◆ Task statement:
Read the data below line by line and state how many lines hold "Item". Nothing else belongs in the answer.

----------------

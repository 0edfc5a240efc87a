//! State encoding assignment.

use indexmap::IndexMap;
use serde::Deserialize;
use strum_macros::{Display, EnumString};

use crate::error::{Error, Result};

/// How state names are mapped to register values.
#[derive(Debug, Clone, Copy, PartialEq, Eq, Default, Display, EnumString, Deserialize)]
pub enum EncodingScheme {
    /// 1, 2, 4, 8, ... with one register bit per state.
    #[default]
    #[strum(to_string = "onehot", serialize = "one-hot")]
    #[serde(rename = "onehot", alias = "one-hot")]
    OneHot,
    /// 0, 1, 2, ... with `clog2(states)` register bits.
    #[strum(to_string = "counter")]
    #[serde(rename = "counter")]
    Counter,
}

/// Register width and per-state values produced by an [`EncodingScheme`].
#[derive(Debug, Clone, PartialEq, Eq)]
pub struct Encoding {
    width: usize,
    values: IndexMap<String, u64>,
}

/// Returns ceiling log2.
pub const fn clog2(value: usize) -> usize {
    if value == 0 {
        0
    } else {
        (usize::BITS - (value - 1).leading_zeros()) as usize
    }
}

impl EncodingScheme {
    /// Assigns values to `states` in declaration order.
    pub fn assign<'a, I>(self, states: I) -> Result<Encoding>
    where
        I: IntoIterator<Item = &'a str>,
    {
        let names: Vec<&str> = states.into_iter().collect();
        let width = match self {
            Self::OneHot => {
                if names.len() > u64::BITS as usize {
                    return Err(Error::EncodingOverflow {
                        scheme: self.to_string(),
                        states: names.len(),
                    });
                }
                names.len()
            }
            // A lone state still needs a one-bit register.
            Self::Counter => clog2(names.len()).max(1),
        };

        let values = names
            .iter()
            .enumerate()
            .map(|(idx, name)| {
                let value = match self {
                    Self::OneHot => 1u64 << idx,
                    Self::Counter => idx as u64,
                };
                (name.to_string(), value)
            })
            .collect();

        let encoding = Encoding { width, values };
        encoding.verify_unique()?;
        Ok(encoding)
    }
}

impl Encoding {
    /// Register width in bits.
    pub fn width(&self) -> usize {
        self.width
    }

    /// Value assigned to `state`.
    pub fn value(&self, state: &str) -> Option<u64> {
        self.values.get(state).copied()
    }

    /// `(state, value)` pairs in declaration order.
    pub fn iter(&self) -> impl Iterator<Item = (&str, u64)> {
        self.values.iter().map(|(name, value)| (name.as_str(), *value))
    }

    /// Verilog literal for `value` at this encoding's width.
    pub fn literal(&self, value: u64) -> String {
        format!("{}'d{}", self.width, value)
    }

    /// Checks that no two states share a value.
    pub fn verify_unique(&self) -> Result<()> {
        let mut seen: IndexMap<u64, &str> = IndexMap::new();
        for (name, value) in self.iter() {
            if let Some(first) = seen.insert(value, name) {
                return Err(Error::EncodingConflict {
                    first: first.to_owned(),
                    second: name.to_owned(),
                    value,
                });
            }
        }
        Ok(())
    }
}

#[cfg(test)]
mod tests {
    use super::*;
    use rstest::rstest;
    use std::str::FromStr;

    fn names(n: usize) -> Vec<String> {
        (0..n).map(|i| format!("S{i}")).collect()
    }

    #[rstest]
    #[case(2)]
    #[case(3)]
    #[case(8)]
    #[case(64)]
    fn one_hot_doubles_from_one(#[case] n: usize) {
        let states = names(n);
        let enc = EncodingScheme::OneHot
            .assign(states.iter().map(String::as_str))
            .unwrap();
        assert_eq!(enc.width(), n);
        for (idx, (_, value)) in enc.iter().enumerate() {
            assert_eq!(value, 1u64 << idx);
        }
    }

    #[rstest]
    #[case(2, 1)]
    #[case(3, 2)]
    #[case(4, 2)]
    #[case(5, 3)]
    #[case(17, 5)]
    fn counter_counts_from_zero(#[case] n: usize, #[case] width: usize) {
        let states = names(n);
        let enc = EncodingScheme::Counter
            .assign(states.iter().map(String::as_str))
            .unwrap();
        assert_eq!(enc.width(), width);
        let values: Vec<u64> = enc.iter().map(|(_, v)| v).collect();
        assert_eq!(values, (0..n as u64).collect::<Vec<_>>());
    }

    #[test]
    fn one_hot_overflow() {
        let states = names(65);
        let err = EncodingScheme::OneHot
            .assign(states.iter().map(String::as_str))
            .unwrap_err();
        assert!(matches!(err, Error::EncodingOverflow { states: 65, .. }));
    }

    #[test]
    fn duplicate_values_are_detected() {
        let mut values = IndexMap::new();
        values.insert("A".to_owned(), 3);
        values.insert("B".to_owned(), 3);
        let enc = Encoding { width: 2, values };
        match enc.verify_unique() {
            Err(Error::EncodingConflict { first, second, value }) => {
                assert_eq!((first.as_str(), second.as_str(), value), ("A", "B", 3));
            }
            other => panic!("unexpected {other:?}"),
        }
    }

    #[test]
    fn scheme_names() {
        assert_eq!(EncodingScheme::from_str("onehot").unwrap(), EncodingScheme::OneHot);
        assert_eq!(EncodingScheme::from_str("one-hot").unwrap(), EncodingScheme::OneHot);
        assert_eq!(EncodingScheme::from_str("counter").unwrap(), EncodingScheme::Counter);
        assert_eq!(EncodingScheme::Counter.to_string(), "counter");
        assert!(EncodingScheme::from_str("gray").is_err());
    }

    #[test]
    fn clog2_values() {
        assert_eq!(clog2(1), 0);
        assert_eq!(clog2(2), 1);
        assert_eq!(clog2(3), 2);
        assert_eq!(clog2(1024), 10);
    }
}
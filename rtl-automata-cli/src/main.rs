//! `rtl-automata` command line tool.
//!
//! Reads one machine description, renders every requested artifact in
//! memory, and only then writes them out. Any failure is reported on stderr
//! with a non-zero exit status and leaves no output files behind.

mod args;

use std::fs;
use std::process::ExitCode;

use clap::Parser;
use rtl_automata::{write_artifacts, Artifact, Error, Machine, Result};

use args::Args;

fn run(args: &Args) -> Result<()> {
    let text = fs::read_to_string(&args.input).map_err(|source| Error::Resource {
        path: args.input.clone(),
        source,
    })?;
    let machine = Machine::from_yaml(&text)?;

    let artifacts = args
        .emitters()
        .into_iter()
        .map(|(emitter, path)| Artifact::render(emitter, &machine, path))
        .collect::<Result<Vec<_>>>()?;
    write_artifacts(&artifacts)?;

    for artifact in &artifacts {
        log::info!("wrote {}", artifact.path.display());
    }
    Ok(())
}

fn main() -> ExitCode {
    env_logger::Builder::from_env(env_logger::Env::default().default_filter_or("warn")).init();

    let args = Args::parse();
    match run(&args) {
        Ok(()) => ExitCode::SUCCESS,
        Err(e) => {
            eprintln!("error: {e}");
            ExitCode::FAILURE
        }
    }
}
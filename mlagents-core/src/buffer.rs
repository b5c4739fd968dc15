//! Flat buffer vocabulary.
use ndarray::ArrayD;
use num_traits::AsPrimitive;
use serde::{Deserialize, Serialize};
use std::{collections::HashMap, fmt};

/// Keys under which actions are stored in a flat buffer.
#[derive(Clone, Copy, Debug, PartialEq, Eq, Hash, Deserialize, Serialize)]
#[serde(rename_all = "snake_case")]
pub enum BufferKey {
    /// Continuous actions, shape `[batch, continuous_size]`.
    ContinuousAction,

    /// Discrete actions, shape `[batch, num_branches]`.
    DiscreteAction,
}

impl BufferKey {
    /// Returns the key as it appears in the buffer.
    pub fn as_str(&self) -> &'static str {
        match self {
            Self::ContinuousAction => "continuous_action",
            Self::DiscreteAction => "discrete_action",
        }
    }
}

impl AsRef<str> for BufferKey {
    fn as_ref(&self) -> &str {
        self.as_str()
    }
}

impl fmt::Display for BufferKey {
    fn fmt(&self, f: &mut fmt::Formatter<'_>) -> fmt::Result {
        f.write_str(self.as_str())
    }
}

impl From<BufferKey> for String {
    fn from(key: BufferKey) -> Self {
        key.as_str().to_string()
    }
}

/// A numeric array stored in a flat buffer.
#[derive(Clone, Debug, PartialEq, Deserialize, Serialize)]
pub enum BufferArray {
    /// Array of floating point values.
    Float(ArrayD<f32>),

    /// Array of integer values.
    Int(ArrayD<i64>),
}

impl BufferArray {
    /// Returns the shape of the array.
    pub fn shape(&self) -> &[usize] {
        match self {
            Self::Float(a) => a.shape(),
            Self::Int(a) => a.shape(),
        }
    }

    /// Returns the number of axes.
    pub fn ndim(&self) -> usize {
        self.shape().len()
    }

    /// Returns `true` if the elements are floating point values.
    pub fn is_float(&self) -> bool {
        matches!(self, Self::Float(_))
    }

    /// Returns a copy with elements cast to `f32`.
    pub fn to_f32(&self) -> ArrayD<f32> {
        match self {
            Self::Float(a) => a.clone(),
            Self::Int(a) => a.mapv(|x| x.as_()),
        }
    }

    /// Returns a copy with elements cast to `i64`.
    ///
    /// Floating point values are truncated toward zero.
    pub fn to_i64(&self) -> ArrayD<i64> {
        match self {
            Self::Float(a) => a.mapv(|x| x.as_()),
            Self::Int(a) => a.clone(),
        }
    }
}

impl From<ArrayD<f32>> for BufferArray {
    fn from(a: ArrayD<f32>) -> Self {
        Self::Float(a)
    }
}

impl From<ArrayD<i64>> for BufferArray {
    fn from(a: ArrayD<i64>) -> Self {
        Self::Int(a)
    }
}

/// Named arrays of a flat buffer.
///
/// Each field of a record is kept as its own array. Keys not listed in
/// [`BufferKey`] are allowed and left untouched by action conversions.
#[derive(Clone, Debug, Default, PartialEq)]
pub struct ArrayDict(HashMap<String, BufferArray>);

impl ArrayDict {
    /// Constructs an empty dict.
    pub fn new() -> Self {
        Self(HashMap::new())
    }

    /// Inserts an array, returning the array previously stored under `key`.
    pub fn insert(
        &mut self,
        key: impl Into<String>,
        array: impl Into<BufferArray>,
    ) -> Option<BufferArray> {
        self.0.insert(key.into(), array.into())
    }

    /// Returns the array stored under `key`.
    pub fn get(&self, key: impl AsRef<str>) -> Option<&BufferArray> {
        self.0.get(key.as_ref())
    }

    /// Returns `true` if an array is stored under `key`.
    pub fn contains_key(&self, key: impl AsRef<str>) -> bool {
        self.0.contains_key(key.as_ref())
    }

    /// Removes and returns the array stored under `key`.
    pub fn remove(&mut self, key: impl AsRef<str>) -> Option<BufferArray> {
        self.0.remove(key.as_ref())
    }

    /// Returns the number of arrays.
    pub fn len(&self) -> usize {
        self.0.len()
    }

    /// Returns `true` if the dict has no arrays.
    pub fn is_empty(&self) -> bool {
        self.0.is_empty()
    }

    /// Returns the keys in arbitrary order.
    pub fn keys(&self) -> impl Iterator<Item = &str> {
        self.0.keys().map(|k| k.as_str())
    }
}

impl From<HashMap<String, BufferArray>> for ArrayDict {
    fn from(map: HashMap<String, BufferArray>) -> Self {
        Self(map)
    }
}

impl From<ArrayDict> for HashMap<String, BufferArray> {
    fn from(dict: ArrayDict) -> Self {
        dict.0
    }
}
//! Actions of agents as tensors.
use crate::util::{buffer_array_to_tensor, tensor_to_arrayd};
use anyhow::Result;
use candle_core::{DType, Device, IndexOp, Tensor, D};
use candle_nn::encoding::one_hot;
use log::trace;
use mlagents_core::{error::MlagentsError, Act, ActionSpec, ActionTuple, ArrayDict, BufferKey};
use ndarray::{ArrayD, IxDyn};
use std::convert::TryFrom;

/// Continuous and discrete actions of a batch of agents.
///
/// `continuous` has the shape `[batch, continuous_size]`. `discrete` holds one
/// tensor of shape `[batch]` per discrete branch, in branch order. Either of
/// them is `None` when the action space has no such component.
///
/// The actions are converted to the named arrays of a flat buffer with
/// [`AgentAction::to_flat_arrays`] and read back with
/// [`AgentAction::from_flat_arrays`]. Continuous and discrete actions are
/// stored under separate keys to keep the buffer flat.
#[derive(Clone, Debug, Default)]
pub struct AgentAction {
    continuous: Option<Tensor>,
    discrete: Option<Vec<Tensor>>,
}

impl AgentAction {
    /// Constructs an action from its components.
    pub fn new(continuous: Option<Tensor>, discrete: Option<Vec<Tensor>>) -> Self {
        Self {
            continuous,
            discrete,
        }
    }

    /// Continuous actions, `[batch, continuous_size]`.
    pub fn continuous(&self) -> Option<&Tensor> {
        self.continuous.as_ref()
    }

    /// Discrete actions, one `[batch]` tensor per branch.
    pub fn discrete(&self) -> Option<&[Tensor]> {
        self.discrete.as_deref()
    }

    /// Returns the number of discrete branches, 0 if there are no discrete actions.
    pub fn num_discrete_branches(&self) -> usize {
        self.discrete.as_ref().map_or(0, |d| d.len())
    }

    /// Returns the batch size, 0 if the action is empty.
    pub fn batch_size(&self) -> usize {
        let lead = |t: &Tensor| t.dims().first().copied().unwrap_or(1);
        match (&self.continuous, &self.discrete) {
            (Some(c), _) => lead(c),
            (None, Some(d)) => d.first().map_or(0, lead),
            (None, None) => 0,
        }
    }

    /// Returns the discrete actions stacked along a new last axis,
    /// `[batch, num_branches]`.
    ///
    /// Fails with [`MlagentsError::MissingField`] if there are no discrete actions.
    pub fn discrete_tensor(&self) -> Result<Tensor> {
        let discrete = self
            .discrete
            .as_ref()
            .ok_or(MlagentsError::MissingField("discrete_action"))?;
        Ok(Tensor::stack(discrete.as_slice(), D::Minus1)?)
    }

    /// Stacked discrete actions of shape `[batch, num_branches]`.
    ///
    /// Branches given as `[batch, k]` tensors stack to `[batch, k, num_branches]`;
    /// only the first column of each branch is kept.
    fn stacked_discrete(&self) -> Result<Tensor> {
        let t = self.discrete_tensor()?;
        match t.rank() {
            2 => Ok(t),
            3 => Ok(t.i((.., 0, ..))?),
            _ => Err(MlagentsError::ShapeMismatch {
                key: BufferKey::DiscreteAction.to_string(),
                expected: "[batch] or [batch, k] per branch".to_string(),
                actual: t.dims().to_vec(),
            }
            .into()),
        }
    }

    /// Returns the actions as named arrays of a flat buffer.
    ///
    /// Continuous actions are stored under `continuous_action` as `f32` and
    /// discrete actions under `discrete_action` as `i64` with the shape
    /// `[batch, num_branches]`. Absent components are not stored.
    pub fn to_flat_arrays(&self) -> Result<ArrayDict> {
        let mut dict = ArrayDict::new();

        if let Some(continuous) = &self.continuous {
            let a = tensor_to_arrayd::<f32>(continuous.to_dtype(DType::F32)?, false)?;
            trace!("{}: {:?}", BufferKey::ContinuousAction, a.shape());
            dict.insert(BufferKey::ContinuousAction, a);
        }

        if self.discrete.is_some() {
            let t = self.stacked_discrete()?.to_dtype(DType::I64)?;
            let a = tensor_to_arrayd::<i64>(t, false)?;
            trace!("{}: {:?}", BufferKey::DiscreteAction, a.shape());
            dict.insert(BufferKey::DiscreteAction, a);
        }

        Ok(dict)
    }

    /// Constructs an action from the named arrays of a flat buffer.
    ///
    /// Tensors are created on the CPU. See [`AgentAction::from_flat_arrays_on`].
    pub fn from_flat_arrays(dict: &ArrayDict) -> Result<Self> {
        Self::from_flat_arrays_on(dict, crate::Device::Cpu)
    }

    /// Constructs an action from the named arrays of a flat buffer, creating
    /// tensors on `device`.
    ///
    /// `continuous_action` becomes an `F32` tensor. `discrete_action` must have
    /// the shape `[batch, num_branches]` with at least one branch; it is read as
    /// `I64` and split into one `[batch]` tensor per branch. Other keys are
    /// ignored. Fails if candle was built without support for `device`.
    pub fn from_flat_arrays_on(dict: &ArrayDict, device: crate::Device) -> Result<Self> {
        let device = &device.to_candle()?;
        let continuous = match dict.get(BufferKey::ContinuousAction) {
            Some(a) => Some(buffer_array_to_tensor(a, None, device)?),
            None => None,
        };

        let discrete = match dict.get(BufferKey::DiscreteAction) {
            Some(a) => {
                let shape = a.shape();
                if shape.len() != 2 || shape[1] == 0 {
                    return Err(MlagentsError::ShapeMismatch {
                        key: BufferKey::DiscreteAction.to_string(),
                        expected: "[batch, num_branches] with num_branches > 0".to_string(),
                        actual: shape.to_vec(),
                    }
                    .into());
                }

                let t = buffer_array_to_tensor(a, Some(DType::I64), device)?;
                let branches = (0..shape[1])
                    .map(|i| t.i((.., i)))
                    .collect::<candle_core::Result<Vec<_>>>()?;
                Some(branches)
            }
            None => None,
        };

        trace!(
            "from_flat_arrays: continuous {:?}, {} discrete branches",
            continuous.as_ref().map(|t| t.dims().to_vec()),
            discrete.as_ref().map_or(0, |d| d.len())
        );

        Ok(Self {
            continuous,
            discrete,
        })
    }

    /// Returns the actions as host arrays to be sent to the environment.
    ///
    /// With `clip`, continuous actions are clamped to `[-3, 3]` and scaled by
    /// `1/3`.
    /// Absent components become zero-width arrays.
    pub fn to_action_tuple(&self, clip: bool) -> Result<ActionTuple> {
        let n = self.batch_size();

        let continuous = match &self.continuous {
            Some(t) => {
                let t = t.to_dtype(DType::F32)?;
                let t = match clip {
                    true => (t.clamp(-3f32, 3f32)? / 3.0)?,
                    false => t,
                };
                tensor_to_arrayd::<f32>(t, false)?
            }
            None => ArrayD::zeros(IxDyn(&[n, 0])),
        };

        let discrete = match &self.discrete {
            Some(_) => {
                let t = self.stacked_discrete()?.to_dtype(DType::I64)?;
                let a = tensor_to_arrayd::<i64>(t, false)?;
                let v = a
                    .iter()
                    .map(|&x| i32::try_from(x))
                    .collect::<Result<Vec<_>, _>>()?;
                ArrayD::from_shape_vec(a.raw_dim(), v)?
            }
            None => ArrayD::zeros(IxDyn(&[n, 0])),
        };

        Ok(ActionTuple::new(continuous, discrete)?)
    }

    /// Returns continuous actions concatenated with one-hot encoded discrete
    /// actions, `[batch, spec.total_size()]` of `F32`.
    pub fn flatten(&self, spec: &ActionSpec) -> Result<Tensor> {
        let mut parts = vec![];

        if spec.continuous_size > 0 {
            let continuous = self
                .continuous
                .as_ref()
                .ok_or(MlagentsError::MissingField("continuous_action"))?;
            parts.push(continuous.to_dtype(DType::F32)?);
        }

        if spec.discrete_size() > 0 {
            let discrete = self
                .discrete
                .as_ref()
                .ok_or(MlagentsError::MissingField("discrete_action"))?;
            if discrete.len() != spec.discrete_size() {
                return Err(MlagentsError::ShapeMismatch {
                    key: BufferKey::DiscreteAction.to_string(),
                    expected: format!("{} branches", spec.discrete_size()),
                    actual: vec![discrete.len()],
                }
                .into());
            }
            for (t, &n) in discrete.iter().zip(spec.discrete_branches.iter()) {
                let t = t.flatten_all()?.to_dtype(DType::I64)?;
                parts.push(one_hot(t, n, 1f32, 0f32)?);
            }
        }

        match parts.is_empty() {
            true => {
                let device = self
                    .continuous
                    .as_ref()
                    .map_or(Device::Cpu, |t| t.device().clone());
                Ok(Tensor::zeros((self.batch_size(), 0), DType::F32, &device)?)
            }
            false => Ok(Tensor::cat(&parts, 1)?),
        }
    }
}

impl Act for AgentAction {
    fn len(&self) -> usize {
        self.batch_size()
    }
}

----------------

◆ Task response:
3